Building a Highly Generic Tool for Copying Transactional Data
Years ago, I set out to build a tool to copy transactional data from one environment to another. A single transaction could span 350+ tables, though not all transactions used all tables. Different transaction types would touch different subsets of these tables. Given this complexity, coding this in Java seemed like a massive undertaking. It was my pet project that I wanted to do during weekends etc. besides my other important projects, so I had to find shortcuts and utilize high reusability of code.
The challenge?
- Writing 100,000+ lines of code to handle individual table reads and inserts. 
- Maintaining this code as table structures changed frequently to add new features almost every month. 
- Ensuring key values were correctly generated, as they relied on Oracle sequences rather than direct copies. 
- Minimizing manual effort, complexity, and long-term maintenance. 
I needed a solution that required minimal code, could adapt dynamically to schema changes, and eliminated ongoing maintenance.
First Attempt: Scripts & Data Pump Utility
Initially, I explored using scripts and the Oracle Data Pump utility, which supports complex queries. While this seemed like a viable option, I hit a political roadblock — the DB team didn’t allow non-DB personnel to run complex queries. Teams in large corporations can be territorial, and I had to find another way.
The Breakthrough: A Highly Generic Approach
I had to design this such that there is high re-use of code. I followed one of my core principles of genericity:
If you write even a single line of code, ensure it gets reused by wrapping it inside a function.

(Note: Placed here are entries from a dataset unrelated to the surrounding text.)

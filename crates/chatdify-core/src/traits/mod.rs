// SPDX-FileCopyrightText: 2026 Chatdify Contributors
// SPDX-License-Identifier: MIT OR Apache-2.0

//! Adapter trait definitions.
//!
//! External systems extend the [`PluginAdapter`] base trait and use
//! `#[async_trait]` for dynamic dispatch compatibility.

pub mod adapter;
pub mod completion;
pub mod conversation;
pub mod queue;
pub mod store;

pub use adapter::PluginAdapter;
pub use completion::CompletionProvider;
pub use conversation::ConversationGateway;
pub use queue::TaskQueue;
pub use store::{ConversationStore, StorageAdapter};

With that in mind, I designed the solution with a main orchestrator class and another class that implemented the database operations around just two functions with some supporting functions inside the class:
- A function to run a SELECT query. 
- A function to run an INSERT query. 
 No individual queries for 350+ tables, just a handful of highly generic functions! However, the queries needed to come from outside the code to avoid constant modifications.
Dynamic Query Generation Using a Config File
Instead of hardcoding queries, I structured everything using a configuration file that:
Contained SELECT statements for each table in the correct sequence of insertion.
Used subqueries to relate data back to the main primary key — sometimes with nested dependencies.
Ensured foreign key relationships were handled dynamically.
Eliminated code changes when tables evolved — only the config needed updating.
Handling Schema Changes at Runtime
Since the tool worked dynamically at runtime, I couldn’t rely on an object model. But that wasn’t a problem — every result set contained field names, effectively allowing dynamic object modeling.
The next challenge? Inserting data with the correct datatype.
- Oracle’s sysCols, sysColumns and other metadata tables provided field details. 
- I mapped data types properly to prevent query failures. 
- Special handling for BLOBs, CLOBs, and other non-standard types was added. 
This approach meant we looped over every field in every table, determining its type dynamically and constructing the correct INSERT statements at runtime.
Performance Bottleneck & Optimization
The first run took over 40 minutes and this was totally unacceptable. The solution? Multi-threading.
However, I strictly followed another personal principle for multi-threaded programming:
Do not share data or resources between threads if you want true parallel execution.
The existing config file wasn’t structured for parallel execution, so I:
- Grouped tables logically, allowing independent execution. 
- Designed threads to run in parallel without dependencies. 
- Ensured data integrity despite concurrent operations. 
This restructuring took a day of analyzing 350+ table relationships, but the payoff was enormous — execution time dropped from 40 minutes to under 1 minute!
Connection Management
I didn’t use Hikari connection pooling or any other similar JAR (I can’t recall why), but I had extensive C# experience handling database connections manually. So, I implemented a lightweight connection pooling mechanism — keeping connections open for a limited number of operations before refreshing them. I noticed this connection pooling was more beneficial as it was tailored to my use case.
Impact & Value Delivered
This tool dramatically improved the productivity of developers and QA teams:
✅ Drastically reduced test data setup time — from hours to mere minutes.
✅ Enabled easy replication of test scenarios across environments.
✅ Adapted dynamically to schema changes without modifying code.
✅ Required just ~5,000 lines of code instead of 100,000+ — a 95% reduction!
Whenever a new table was added, only a single line was added in the config file. The code remained untouched — a true victory in generic, maintainable software design.
And yes, for those curious — the UI was built in AngularJS.
Final Thoughts
This was one of my favorite pet projects because it embodied high genericity, efficiency, and maintainability. I love designing solutions that eliminate unnecessary work, reduce technical debt, and maximize long-term value and this tool was a perfect example of that. I wanted to give it to other groups with other applications as the code did not have any application specific implementation. The config file needed changes as this is a different database. Also, the connection configuration needed to point to the new database to populate in the dropdown. So, it was essentially a product that could be used by any team utilizing any Oracle DB schema. Hope you learnt a thing or two — I always look back to it with a sense of pride and satisfaction.